So what does that leave us with? Well, we could implement our custom extension and pagination logic right? RIGHT?

1Z6JhBw

Too many feautres of strawberry-graphql-django are tightly coupled with relay spec. First and foremost the optimizer. If we don't inherit from the Connection class the optimizer will never kick in. Furthermore, from our testing, it seems that more functionalities are tightly coupled with the base Connection class, e.g. see references to is_connection for instance. There could be more things that fall apart without using Connection class, I just don't know.

Are there any other options that I haven't mentioned? Maybe I'm missing something obvious here? For the time being, we are doing a total hack to do this kind of pagination, see for yourself:

@strawberry.type
class PaginatedConnection(strawberry_django.relay.ListConnectionWithTotalCount[relay_types.NodeType]):
    @classmethod
    def resolve_connection(
        cls,
        nodes: relay_types.NodeIterableType[relay_types.NodeType],
        *,
        info: Optional[types.Info] = None,
        offset: int = 0,
        limit: int = 1000,
        **kwargs: Any,
    ) -> Self:
        nodes_queryset = cast(django_models.QuerySet[django_models.Model], nodes)
        sliced_nodes = nodes_queryset[offset : offset + limit]

        edges = [
            strawberry.relay.Edge[relay_types.NodeType](cursor="", node=cast(relay_types.NodeType, v))
            for v in sliced_nodes
        ]
        page_info = strawberry.relay.PageInfo(
            start_cursor=None,
            end_cursor=None,
            has_previous_page=False,
            has_next_page=False,
        )
        return cls(page_info=page_info, edges=edges, nodes=nodes)


class PaginatedConnectionExtension(strawberry_django_field.StrawberryDjangoConnectionExtension):
    connection_type: Type[PaginatedConnection[relay_types.Node]]

    def apply(self, field: strawberry_django_field.StrawberryDjangoField) -> None:
        super().apply(field)
        # Drop relay arguments
        field.arguments = [a for a in field.arguments if a.python_name not in ["after", "before", "first", "last"]]
        # Add offset/limit arguments
        field.arguments = [
            *field.arguments,
            arguments.StrawberryArgument(
                python_name="offset",
                graphql_name=None,
                type_annotation=annotation.StrawberryAnnotation(int),
                description=("Number of rows that are omitted before the beginning of the result set"),
                default=0,
            ),
            arguments.StrawberryArgument(
                python_name="limit",
                graphql_name=None,
                type_annotation=annotation.StrawberryAnnotation(int),
                description=(
                    "Limits the number of values returned from the result set. Negative values imply no limit."
                ),
                default=1000,
            ),
        ]

    def resolve(
        self,
        next_: field_extension.SyncExtensionResolver,
        source: Any,
        info: types.Info,
        *,
        limit: int,
        offset: int,
        **kwargs: Any,
    ) -> Any:
        # Copy pasted from base class with adjusted signature for limit/offset
        assert self.connection_type is not None
        nodes = cast(Iterable[relay_types.Node], next_(source, info, **kwargs))

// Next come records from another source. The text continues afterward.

fn descend(
    objective: &Objective<'_, '_>,
    start: Vec<f64>,
    config: &OptimizerConfig,
) -> Result<Vec<f64>, Infeasible> {
    let mut x = start;
    let mut fx = objective.eval(&x);
    let mut gradient = objective.gradient(&x);
    let mut step = INITIAL_STEP;

    for iteration in 0..config.max_iterations {
        if !fx.is_finite() || gradient.iter().any(|g| !g.is_finite()) {
            return Err(Infeasible::NonFinite);
        }
        if fx <= f64::EPSILON {
            tracing::debug!(iteration, "exact match");
            return Ok(x);
        }
        if max_abs(&projected_direction(&x, &gradient, 1.0)) <= config.step_tolerance {
            tracing::debug!(iteration, distance = fx.sqrt(), "stationary");
            return Ok(x);
        }

        let direction = projected_direction(&x, &gradient, step);
        let slope = dot(&gradient, &direction);
        let mut lambda = 1.0;
        let (next, f_next) = loop {
            let trial: Vec<f64> = x
                .iter()
                .zip(&direction)
                .map(|(xi, di)| xi + lambda * di)
                .collect();
            let f_trial = objective.eval(&trial);
            if f_trial <= fx + ARMIJO * lambda * slope {
                break (trial, f_trial);
            }
            lambda *= 0.5;
            if lambda < MIN_BACKTRACK {
                tracing::debug!(iteration, distance = fx.sqrt(), "no descent direction left");
                return Ok(x);
            }
        };

        let next_gradient = objective.gradient(&next);
        let s: Vec<f64> = next.iter().zip(&x).map(|(a, b)| a - b).collect();
        let y: Vec<f64> = next_gradient
            .iter()
            .zip(&gradient)
            .map(|(a, b)| a - b)
            .collect();
        let curvature = dot(&s, &y);
        step = if curvature > 0.0 {
            (dot(&s, &s) / curvature).clamp(MIN_STEP, MAX_STEP)
        } else {
            MAX_STEP
        };

        let improvement = fx.sqrt() - f_next.sqrt();
        x = next;
        fx = f_next;
        gradient = next_gradient;

        if max_abs(&s) <= config.step_tolerance && improvement <= config.tolerance {
            tracing::debug!(iteration, distance = fx.sqrt(), "optimizer converged");
            return Ok(x);
        }
    }

    Err(Infeasible::IterationLimit(config.max_iterations))
}

/// Drop negligible ratios and renormalize the rest to sum to one.
fn postprocess<'p>(
    candidates: &[&'p Paint],
    ratios: &[f64],
    negligible: f64,
) -> Result<MixRatio<'p>, Infeasible> {
    let kept: Vec<f64> = ratios
        .iter()
        .map(|&r| if r < negligible { 0.0 } else { r })
        .collect();
    let total: f64 = kept.iter().sum();
    if total <= 0.0 {
        return Err(Infeasible::AllNegligible);
    }

    Ok(candidates
        .iter()
        .copied()
        .zip(kept)
        .map(|(paint, ratio)| (paint, ratio / total))
        .collect())
}

/// Euclidean projection onto `{x : x_i >= 0, Σ x_i = 1}`.
///
/// Sort descending, find the largest prefix whose shifted values stay
/// positive, and subtract that shift from everything.
pub(crate) fn project_onto_simplex(v: &[f64]) -> Vec<f64> {
    let mut sorted = v.to_vec();
    sorted.sort_by(|a, b| b.total_cmp(a));

    let mut cumulative = 0.0;
    let mut theta = 0.0;
    for (j, &u) in sorted.iter().enumerate() {
        cumulative += u;
        let shift = (cumulative - 1.0) / (j + 1) as f64;
        if u - shift > 0.0 {
            theta = shift;
        }
    }

    v.iter().map(|&x| (x - theta).max(0.0)).collect()
}

#[cfg(test)]
mod tests {
    use super::*;
    use crate::catalog::Palette;
    use crate::color::{DeviceColor, to_perceptual};
    use crate::mix::composite;
    use crate::select::select_candidates;

    fn assert_on_simplex(x: &[f64]) {
        assert!(x.iter().all(|&xi| (0.0..=1.0).contains(&xi)), "{x:?}");
        assert!((x.iter().sum::<f64>() - 1.0).abs() < 1e-12, "{x:?}");
    }

    #[test]
    fn projection_lands_on_the_simplex() {
        for v in [
            vec![0.25, 0.25, 0.25, 0.25],
            vec![3.0, -1.0, 0.5],
            vec![-2.0, -3.0],
            vec![0.9, 0.9, 0.9],
            vec![7.0],
        ] {
            assert_on_simplex(&project_onto_simplex(&v));
        }
    }

    #[test]
    fn projection_keeps_points_already_inside() {
        let v = [0.5, 0.3, 0.2];
        let projected = project_onto_simplex(&v);
        for (a, b) in v.iter().zip(&projected) {
            assert!((a - b).abs() < 1e-12);
        }
        assert_eq!(project_onto_simplex(&[3.0, -1.0]), vec![1.0, 0.0]);
    }

    #[test]
    fn exact_catalog_color_resolves_to_that_paint() {
        let palette = Palette::standard().unwrap();
        let target = to_perceptual(DeviceColor::new(16, 8, 1, 1.0));
        let candidates = select_candidates(&palette, target, 4);

        let ratios = optimize(target, &candidates, &OptimizerConfig::default()).unwrap();
        let mixed = to_perceptual(composite(&ratios));
        assert!(distance(mixed, target) < 1.0, "{ratios}");

        let dominant = ratios
            .iter()
            .max_by(|a, b| a.1.total_cmp(&b.1))
            .map(|(paint, _)| paint.name());
        assert_eq!(dominant, Some("Mars Black"));
    }

    #[test]
    fn ratios_sum_to_one_and_skip_negligible_paints() {
        let palette = Palette::standard().unwrap();
        let config = OptimizerConfig::default();
        for color in [
            DeviceColor::new(120, 40, 30, 1.0),
            DeviceColor::new(200, 150, 100, 1.0),
            DeviceColor::new(30, 90, 200, 1.0),
        ] {
            let target = to_perceptual(color);
            let candidates = select_candidates(&palette, target, 4);
            let ratios = optimize(target, &candidates, &config).unwrap();

            assert!(!ratios.is_empty());
            assert!((ratios.total() - 1.0).abs() < 1e-9);
            assert!(ratios.iter().all(|(_, r)| r >= config.negligible_ratio));
            assert!(ratios.len() <= candidates.len());
        }
    }

    #[test]
    fn mixing_beats_the_uniform_starting_point() {
        let palette = Palette::standard().unwrap();
        let target = to_perceptual(DeviceColor::new(120, 40, 30, 1.0));
        let candidates = select_candidates(&palette, target, 4);

        let uniform: MixRatio = candidates.iter().map(|&paint| (paint, 0.25)).collect();
        let optimized = optimize(target, &candidates, &OptimizerConfig::default()).unwrap();

        let before = distance(to_perceptual(composite(&uniform)), target);
        let after = distance(to_perceptual(composite(&optimized)), target);
        assert!(after < before, "{after} >= {before}");
    }

    #[test]
    fn uniform_start_settles_on_greys() {
        let palette = Palette::standard().unwrap();
        let config = OptimizerConfig::default();
        for level in [51, 102, 128, 153, 204] {
            let target = to_perceptual(DeviceColor::new(level, level, level, 1.0));
            let candidates = select_candidates(&palette, target, 4);
            let objective = Objective {
                target,
                candidates: &candidates,
            };
            let uniform = vec![0.25; candidates.len()];
            assert!(
                descend(&objective, uniform, &config).is_ok(),
                "grey {level} did not settle"
            );
        }
    }

    #[test]
    fn mid_grey_mixes_black_and_white() {
        let palette = Palette::standard().unwrap();
        let target = to_perceptual(DeviceColor::new(102, 102, 102, 1.0));
        let candidates = select_candidates(&palette, target, 4);

        let ratios = optimize(target, &candidates, &OptimizerConfig::default()).unwrap();
        let mixed = to_perceptual(composite(&ratios));
        assert!(distance(mixed, target) < 1.0, "{ratios}");
        assert!(ratios.contains("Mars Black"), "{ratios}");
        assert!(ratios.contains("Titanium White"), "{ratios}");
    }

    #[test]
    fn never_loses_to_a_single_candidate() {
        let palette = Palette::standard().unwrap();
        let config = OptimizerConfig::default();
        for color in [
            DeviceColor::new(255, 153, 0, 1.0),
            DeviceColor::new(255, 0, 0, 1.0),
            DeviceColor::new(153, 255, 51, 1.0),
            DeviceColor::new(255, 204, 0, 1.0),
            DeviceColor::new(102, 102, 102, 1.0),
        ] {
            let target = to_perceptual(color);
            let candidates = select_candidates(&palette, target, 4);
            let ratios = optimize(target, &candidates, &config).unwrap();
            let mixed = distance(to_perceptual(composite(&ratios)), target);

            for paint in &candidates {
                let alone = distance(paint.perceptual(), target);
                assert!(
                    mixed <= alone + 1e-9,
                    "{color}: {ratios} at {mixed} loses to {} at {alone}",
                    paint.name()
                );
            }
        }
    }

    #[test]
    fn single_candidate_takes_everything() {
        let palette = Palette::standard().unwrap();
        let ultramarine = palette.get("Ultramarine").unwrap();
        let target = to_perceptual(DeviceColor::new(30, 90, 200, 1.0));

        let ratios = optimize(target, &[ultramarine], &OptimizerConfig::default()).unwrap();
        assert_eq!(ratios, MixRatio::single(ultramarine));
    }

    #[test]
    fn reports_infeasible_instead_of_panicking() {
        let palette = Palette::standard().unwrap();
        let target = to_perceptual(DeviceColor::new(120, 40, 30, 1.0));
        let candidates = select_candidates(&palette, target, 4);

        assert_eq!(
            optimize(target, &[], &OptimizerConfig::default()),
            Err(Infeasible::NoCandidates)
        );

        let exhausted = OptimizerConfig {
            max_iterations: 0,
            ..OptimizerConfig::default()
        };
        assert_eq!(
            optimize(target, &candidates, &exhausted),
            Err(Infeasible::IterationLimit(0))
        );

        let everything_negligible = OptimizerConfig {
            negligible_ratio: 2.0,
            ..OptimizerConfig::default()
        };
        assert_eq!(
            optimize(target, &candidates, &everything_negligible),
            Err(Infeasible::AllNegligible)
        );
    }

    #[test]
    fn rejects_bad_settings() {
        let config = OptimizerConfig {
            tolerance: f64::NAN,
            ..OptimizerConfig::default()
        };
        assert!(matches!(
            config.validate(),
            Err(ConfigError::Optimizer {
                field: "tolerance",
                ..
            })
        ));
        assert_eq!(OptimizerConfig::default().validate(), Ok(()));
    }
}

        # We have a single resolver for both sync and async, so we need to check if
        # nodes is awaitable or not and resolve it accordingly
        if inspect.isawaitable(nodes):

            async def async_resolver():
                resolved = self.connection_type.resolve_connection(
                    await nodes,
                    info=info,
                    limit=limit,
                    offset=offset,
                )
                if inspect.isawaitable(resolved):
                    resolved = await resolved

                return resolved

            return async_resolver()

        return self.connection_type.resolve_connection(
            nodes,
            info=info,
            limit=limit,
            offset=offset,
        )

To sum up, how could this pagination mechanism be best achieved with strawberry django? Looking forward, what kind of improvements could we do not to overly rely on the Relay spec? Probably the hardest thing to get right (and also the most important) would be the optimizer.

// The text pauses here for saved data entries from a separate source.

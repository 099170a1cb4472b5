//! Lighter, actual and darker mixes for one target colour.

use serde::{Deserialize, Serialize};

use crate::catalog::Palette;
use crate::color::{DeviceColor, Perceptual, adjust_lightness, to_perceptual};
use crate::error::ConfigError;
use crate::heuristic::{TintOrder, heuristic};
use crate::mix::{MixRatio, composite, lightfastness};
use crate::optimize::{OptimizerConfig, optimize};
use crate::select::select_candidates;

/// Solver settings. Every field has a default, so a config file only needs
/// the values it changes.
#[derive(Clone, Debug, PartialEq, Serialize, Deserialize)]
#[serde(default)]
pub struct MixerConfig {
    /// Most paints in any one mix.
    pub max_paints: usize,
    /// Lightness shift of the lighter and darker targets.
    pub lightness_factor: f64,
    pub tint_order: TintOrder,
    pub optimizer: OptimizerConfig,
}

impl Default for MixerConfig {
    fn default() -> Self {
        Self {
            max_paints: 4,
            lightness_factor: 0.05,
            tint_order: TintOrder::Catalog,
            optimizer: OptimizerConfig::default(),
        }
    }
}

impl MixerConfig {
    pub fn from_json(json: &str) -> Result<Self, serde_json::Error> {
        serde_json::from_str(json)
    }

    pub fn validate(&self) -> Result<(), ConfigError> {
        if self.max_paints == 0 {
            return Err(ConfigError::NoPaintsAllowed);
        }
        if !(0.0..=1.0).contains(&self.lightness_factor) {
            return Err(ConfigError::LightnessFactor(self.lightness_factor));
        }
        self.optimizer.validate()
    }
}

/// Which path produced a mix.
#[derive(Clone, Copy, Debug, PartialEq, Eq, Serialize)]
#[serde(rename_all = "lowercase")]
pub enum MixMethod {
    Optimized,
    Heuristic,
}

#[derive(Clone, Debug, PartialEq, Serialize)]
pub struct MixResult<'p> {
    pub ratios: MixRatio<'p>,
    pub mixed_color: DeviceColor,
    pub lightfastness: f64,
    pub method: MixMethod,
}

impl<'p> MixResult<'p> {
    fn new(ratios: MixRatio<'p>, method: MixMethod) -> Self {
        Self {
            mixed_color: composite(&ratios),
            lightfastness: lightfastness(&ratios),
            ratios,
            method,
        }
    }
}

#[derive(Clone, Debug, PartialEq, Serialize)]
pub struct VariantBundle<'p> {
    pub lighter_mix: MixResult<'p>,
    pub actual_mix: MixResult<'p>,
    pub darker_mix: MixResult<'p>,
}

/// Runs the mixing pipelines against one catalog.
#[derive(Clone, Debug)]
pub struct Mixer<'p> {
    palette: &'p Palette,
    config: MixerConfig,
}

impl<'p> Mixer<'p> {
    pub fn new(palette: &'p Palette) -> Self {
        Self {
            palette,
            config: MixerConfig::default(),
        }
    }

    pub fn with_config(palette: &'p Palette, config: MixerConfig) -> Result<Self, ConfigError> {
        config.validate()?;
        Ok(Self { palette, config })
    }

    pub fn generate_variants(&self, target: DeviceColor) -> VariantBundle<'p> {
        let coordinate = to_perceptual(target);
        tracing::debug!(%target, l = coordinate.l, a = coordinate.a, b = coordinate.b, "mixing");

        VariantBundle {
            lighter_mix: self.shaded_mix(coordinate, true),
            actual_mix: self.actual_mix(coordinate),
            darker_mix: self.shaded_mix(coordinate, false),
        }
    }

    /// Heuristic mix for a target moved toward white (`lighten`) or black.
    pub fn shaded_mix(&self, target: Perceptual, lighten: bool) -> MixResult<'p> {
        let shifted = adjust_lightness(target, lighten, self.config.lightness_factor);
        MixResult::new(self.heuristic_ratios(shifted, lighten), MixMethod::Heuristic)
    }

    /// Best-match mix, falling back to the heuristic when the optimizer
    /// cannot settle.
    pub fn actual_mix(&self, target: Perceptual) -> MixResult<'p> {
        let candidates = select_candidates(self.palette, target, self.config.max_paints);
        tracing::debug!(
            candidates = ?candidates.iter().map(|paint| paint.name()).collect::<Vec<_>>(),
            "selected candidates"
        );

        match optimize(target, &candidates, &self.config.optimizer) {
            Ok(ratios) => MixResult::new(ratios, MixMethod::Optimized),
            Err(reason) => {
                tracing::warn!(%reason, "optimizer infeasible, using heuristic mix");
                MixResult::new(self.heuristic_ratios(target, true), MixMethod::Heuristic)
            }
        }
    }

    fn heuristic_ratios(&self, target: Perceptual, light_mix: bool) -> MixRatio<'p> {
        heuristic(
            self.palette,
            target,
            light_mix,
            self.config.max_paints,
            self.config.tint_order,
        )
        .ratios
    }
}

/// [`Mixer::generate_variants`] with default settings.
pub fn generate_variants(palette: &Palette, target: DeviceColor) -> VariantBundle<'_> {
    Mixer::new(palette).generate_variants(target)
}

I hope we can have a fruitful discussion!

Upvote & Fund

We're using Polar.sh so you can upvote and help fund this issue.
We receive the funding once the issue is completed & confirmed by you.
Thank you in advance for helping prioritize & fund our backlog.

Jul 14 '23 07:07 Mapiarz

Hi @Mapiarz ,

I get what you mean. Indeed the current implementation, and specially the optimizer, can either be used with the default limit/offset pagination, which is pretty basic and doesn't provide a way to have a totalCount attribute for jumping in a specific page, or to do a cursor based pagination, in which we are supporting the relay spec by default in strawberry.

But having said all of that, I would say that you can actually use ListConnectionWithTotalCount for pagination "with pages". In my company we actually do a lot of those using it. Let me explain what we do:

To know the total count of items

The totalCount together with the client knowing how many rows/page it wants is enough to know the number of pages you have.

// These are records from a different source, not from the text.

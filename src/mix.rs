//! Mixing ratios and the subtractive compositor.

use std::fmt;

use serde::ser::SerializeMap;
use serde::{Serialize, Serializer};

use crate::catalog::Paint;
use crate::color::DeviceColor;

/// Paints and their fractions of a mix, in insertion order.
///
/// Every stored fraction is strictly positive; zero entries never make it in.
#[derive(Clone, Debug, Default, PartialEq)]
pub struct MixRatio<'p> {
    entries: Vec<(&'p Paint, f64)>,
}

impl<'p> MixRatio<'p> {
    pub fn new() -> Self {
        Self::default()
    }

    /// A mix of exactly one paint at ratio 1.
    pub fn single(paint: &'p Paint) -> Self {
        Self {
            entries: vec![(paint, 1.0)],
        }
    }

    /// Add `ratio` of `paint`, merging with an existing entry of the same
    /// paint. Non-positive or non-finite ratios are ignored.
    pub fn add(&mut self, paint: &'p Paint, ratio: f64) {
        if !(ratio.is_finite() && ratio > 0.0) {
            return;
        }
        match self
            .entries
            .iter_mut()
            .find(|(existing, _)| existing.name() == paint.name())
        {
            Some((_, existing)) => *existing += ratio,
            None => self.entries.push((paint, ratio)),
        }
    }

    pub(crate) fn as_slice(&self) -> &[(&'p Paint, f64)] {
        &self.entries
    }

    pub fn iter(&self) -> impl Iterator<Item = (&'p Paint, f64)> + '_ {
        self.entries.iter().copied()
    }

    pub fn get(&self, name: &str) -> Option<f64> {
        self.entries
            .iter()
            .find(|(paint, _)| paint.name() == name)
            .map(|&(_, ratio)| ratio)
    }

    pub fn contains(&self, name: &str) -> bool {
        self.get(name).is_some()
    }

    pub fn len(&self) -> usize {
        self.entries.len()
    }

    pub fn is_empty(&self) -> bool {
        self.entries.is_empty()
    }

    /// Sum of all fractions.
    pub fn total(&self) -> f64 {
        self.entries.iter().map(|&(_, ratio)| ratio).sum()
    }

    /// Multiply every fraction by `factor`, dropping entries that stop being
    /// positive.
    pub(crate) fn scale(&mut self, factor: f64) {
        for (_, ratio) in &mut self.entries {
            *ratio *= factor;
        }
        self.entries.retain(|&(_, ratio)| ratio > 0.0);
    }

    /// Add `amount` to every entry.
    pub(crate) fn spread(&mut self, amount: f64) {
        for (_, ratio) in &mut self.entries {
            *ratio += amount;
        }
        self.entries.retain(|&(_, ratio)| ratio > 0.0);
    }
}

impl<'p> FromIterator<(&'p Paint, f64)> for MixRatio<'p> {
    fn from_iter<I: IntoIterator<Item = (&'p Paint, f64)>>(iter: I) -> Self {
        let mut mix = Self::new();
        for (paint, ratio) in iter {
            mix.add(paint, ratio);
        }
        mix
    }
}

/// Renders the recipe, e.g. `55% Mars Black, 20% Burnt Umber`.
impl fmt::Display for MixRatio<'_> {
    fn fmt(&self, f: &mut fmt::Formatter<'_>) -> fmt::Result {
        for (index, (paint, ratio)) in self.iter().enumerate() {
            if index > 0 {
                f.write_str(", ")?;
            }
            write!(f, "{:.0}% {}", ratio * 100.0, paint.name())?;
        }
        Ok(())
    }
}

/// Serialized as an ordered `{ name: fraction }` object.
impl Serialize for MixRatio<'_> {
    fn serialize<S: Serializer>(&self, serializer: S) -> Result<S::Ok, S::Error> {
        let mut map = serializer.serialize_map(Some(self.entries.len()))?;
        for (paint, ratio) in self.iter() {
            map.serialize_entry(paint.name(), &ratio)?;
        }
        map.end()
    }
}

/// Per-channel subtractive mix on the unit scale, before rounding.
///
/// Ratios are normalized to sum to one; each paint then removes
/// `channel * ratio` of the light still passing through:
/// `1 - Π(1 - channel_i * ratio_i)`.
pub(crate) fn subtractive_channels(entries: &[(&Paint, f64)]) -> [f64; 3] {
    let total: f64 = entries.iter().map(|&(_, ratio)| ratio).sum();
    if total <= 0.0 {
        return [0.0; 3];
    }

    let mut transmitted = [1.0_f64; 3];
    for &(paint, ratio) in entries {
        let weight = ratio / total;
        for (t, channel) in transmitted.iter_mut().zip(paint.color().channels()) {
            *t *= 1.0 - f64::from(channel) / 255.0 * weight;
        }
    }
    transmitted.map(|t| (1.0 - t).clamp(0.0, 1.0))
}

/// The device colour of a physical mix.
///
/// Colour channels follow [`subtractive_channels`]; alpha is the weighted mean
/// of the paints' alphas, capped at one and rounded to two decimals. An empty
/// mix is transparent black.
pub fn composite(ratios: &MixRatio<'_>) -> DeviceColor {
    let total = ratios.total();
    if total <= 0.0 {
        return DeviceColor::new(0, 0, 0, 0.0);
    }

    // Each channel lies in [0, 255] after scaling.
    let [red, green, blue] =
        subtractive_channels(ratios.as_slice()).map(|c| (c * 255.0).round() as u8);
    let alpha: f64 = ratios
        .iter()
        .map(|(paint, ratio)| paint.color().alpha * ratio / total)
        .sum();

    DeviceColor::new(red, green, blue, round_to(alpha.min(1.0), 2))
}

/// Ratio-weighted mean lightfastness, rounded to one decimal. Zero for an
/// empty mix.
pub fn lightfastness(ratios: &MixRatio<'_>) -> f64 {
    let total = ratios.total();
    if total <= 0.0 {
        return 0.0;
    }
    let weighted: f64 = ratios
        .iter()
        .map(|(paint, ratio)| f64::from(paint.lightfastness()) * ratio)
        .sum();
    round_to(weighted / total, 1)
}

fn round_to(value: f64, decimals: i32) -> f64 {
    let scale = 10_f64.powi(decimals);
    (value * scale).round() / scale
}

Have the ability to jump to any given page of items (e.g. if there are 10 pages I want to be able to go from page 1 to page 6 immediately)

The idea of the cursor being something "opaque" is to ensure that the server itself can use any info in there that will allow it to do the pagination, but that doesn't mean that you cannot use indexes in those to do a limit/offset approach!

In fact, that is actually what ListConnection does! If you look at a cursor in the pagination, it will be a string like YXJyYXljb25uZWN0aW9uOjEyMw==, which if you base64decode it give you arrayconnection:123. ListConnection translates that to "the result at index 123 in the list" or results[123].

Some examples on how you can translate that to "pages". Consider an example where you have a queryset that if not limited would return 1050 items and you want 100 items/page:

By retrieving the totalCount you know that you have 11 pages, by doing math.ceil(1050/100)
To jump to an specific page, you need to pass the limit/offset to it. In this example, to go to page 3 for example you want an offset of 300 and a limit of 100, meaning you can call the connection passing first: 100 and after: base64encode("arrayconnection:299")
You can even tell which page you are if you don't have that info by looking at pageInfo.startCursor. You decode64 it, split by : and take the second element as the index. If you divide the start cursor's index by the number of pages (100 in this example), you will have the page. For example, if the startCursor is 300, then 300 / 100 = 3

Filter/order the items arbitrarily

That is already how it works :)

You can pass filters and order to strawberry_django.connection() and it will add filtering/ordering to the query, allowing the client to filter/order the results for you and paginate on top of that. The totalCount will be the COUNT considering the filters, and the pagination will take both the filters and ordering in consideration

Jul 14 '23 13:07 bellini666

We don't use React as our front-end, but using the relay implementation of this library gets us as close to our goal so far. At our company, I've been trying to put together something that utilizes many features of strawberry-graphql-django as it stands, and keep hitting gotchas.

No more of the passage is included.